Click on the Add Rule button and a pop-up box will open.
Configure the Fields that are present.
Click on Save Changes

Configurable Fields

All the fields are required unless disabled by the UI

SETTINGS

DESCRIPTION

ACCEPTED VALUES

Rule Name

Name For the Configured Rule

Name eg. Example Rule

Message

Description For the Rule

Brief Description eg. This Rule is used for Allowing Example API

Custom Rule ID

ID that you assign the Rule

9 Digit Number

Specific URI

URI to whitelisted for this Rule

Valid URI eg. /login

Location

Location of the entity that has to be whitelisted

Any value from the Drop Down List

Value

Value at the Location that has to be selected for White Listing

The value that you want to match at the specific location

Description

Rule Name

Specify a rule name to identify the rule which is to be created.

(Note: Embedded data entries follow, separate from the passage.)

use app_lib::db::models::LeadStatus;
use app_lib::engine::csv_import::{parse_leads, LEAD_COLUMNS};
use app_lib::error::AppError;
use proptest::prelude::*;
use proptest::sample::subsequence;

fn cell() -> impl Strategy<Value = String> {
    "[a-z0-9@.]{0,8}"
}

fn row() -> impl Strategy<Value = [String; 4]> {
    [cell(), cell(), cell(), cell()]
}

/// Render rows given in canonical column order under a permuted header.
fn render(order: &[&str], rows: &[[String; 4]]) -> String {
    let mut out = order.join(",");
    for r in rows {
        let cells: Vec<&str> = order
            .iter()
            .map(|col| {
                let idx = LEAD_COLUMNS.iter().position(|c| c == col).unwrap();
                r[idx].as_str()
            })
            .collect();
        out.push('\n');
        out.push_str(&cells.join(","));
    }
    out
}

proptest! {
    #[test]
    fn one_lead_per_row_with_email(
        order in Just(LEAD_COLUMNS.to_vec()).prop_shuffle(),
        rows in prop::collection::vec(row(), 0..20),
    ) {
        let leads = parse_leads(&render(&order, &rows), "owner").unwrap();

        let expected: Vec<&[String; 4]> = rows.iter().filter(|r| !r[1].is_empty()).collect();
        prop_assert_eq!(leads.len(), expected.len());

        for (lead, r) in leads.iter().zip(expected) {
            prop_assert_eq!(&lead.name, &r[0]);
            prop_assert_eq!(&lead.email, &r[1]);
            prop_assert_eq!(&lead.company, &r[2]);
            prop_assert_eq!(&lead.domain, &r[3]);
            prop_assert_eq!(lead.status, LeadStatus::Uploaded);
            prop_assert_eq!(lead.user_id.as_str(), "owner");
        }

        let mut ids: Vec<&str> = leads.iter().map(|l| l.id.as_str()).collect();
        ids.sort_unstable();
        ids.dedup();
        prop_assert_eq!(ids.len(), leads.len());
    }

    #[test]
    fn missing_headers_are_reported_exactly(
        present in subsequence(LEAD_COLUMNS.to_vec(), 0..LEAD_COLUMNS.len()),
        rows in prop::collection::vec(row(), 0..5),
    ) {
        // An extra column keeps the header line non-blank.
        let mut header: Vec<&str> = present.clone();
        header.push("title");
        let mut text = header.join(",");
        for r in &rows {
            text.push('\n');
            text.push_str(&r.join(","));
        }

        let expected: Vec<String> = LEAD_COLUMNS
            .iter()
            .filter(|c| !present.contains(c))
            .map(|c| c.to_string())
            .collect();

        match parse_leads(&text, "owner") {
            Err(AppError::MissingColumns(missing)) => prop_assert_eq!(missing, expected),
            other => prop_assert!(false, "expected MissingColumns, got {:?}", other),
        }
    }
}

The rule name takes alpha-numeric input.

Message

Specify a rule message containing a detailed description to identify the rule which is to be created.

Custom Rule Id

Specify the rule/mitigation id that needs to be whitelisted so that action against that request will be allowed.

Specific URI

Specify the URI or regex for which the whitelist rule will be applicable.

Add Location

By clicking on the Add Location button, the end-user can add specify the location to be whitelisted. If no location is added then, the rule/mitigation is whitelisted completely.

Location

Specify the location of the entity that has to be whitelisted. The accepted values are:

URL: Select this if the specified value has to be searched in the URL part of the HTTP Header.
HEADER NAME: Select this if the specified name has to be searched in the Headers part of the HTTP Header variables.
HEADER VAL: Select this if the specified value has to be searched in the Headers part of the HTTP Header values.
HEADERS: Select this if the specified value has to be searched in the Headers part of the HTTP Header.
SPECIFIC HEADER VALUE DATA: Select this if the specific header value data has to be searched in the Headers part of the HTTP Header cookie variables.
COOKIE NAME: Select this if the specified name has to be searched in the Headers part of the HTTP Header cookie variables.
COOKIE VAL: Select this if the specified value has to be searched in the Headers part of the HTTP Header cookie values.
COOKIES: Select this if the specified value has to be searched in the Headers part of the HTTP Header cookies.
SPECIFIC COOKIES VALUE DATA: Select this if the specific cookies value data has to be searched in the Headers part of the HTTP Header cookie variables.
BODY NAME: Select this if the specified name has to be searched in the variables in the Body part of the HTTP Header.
BODY VAL: Select this if the specified value has to be searched in the values in the Body part of the HTTP Header
BODY: Select this if the specified value has to be searched in the Body part of the HTTP Header
SPECIFIC BODY VALUE DATA: Select this if the specific body value data has to be searched in the Headers part of the HTTP Header cookie variables.
ARGS NAME: Select this if the specified value has to be searched in the variables in the Arguments section in the HTTP Header
ARGS VAL: Select this if the specified name has to be searched in the values in the Arguments section in the HTTP Header
ARGS: Select this if the specified value has to be searched in the Arguments section in the HTTP Header
SPECIFIC ARGS VALUE DATA: Select this if the specific args value data has to be searched in the Headers part of the HTTP Header cookie variables.

Find Location

User can define the source location where this condition needs to be applied.

Find Parameter

The user can define the parameter based on the location of the condition.

Match Condition

The user can define the match condition for the parameter and match value.

Match Value

The user can define what value needs to be matched with the match condition.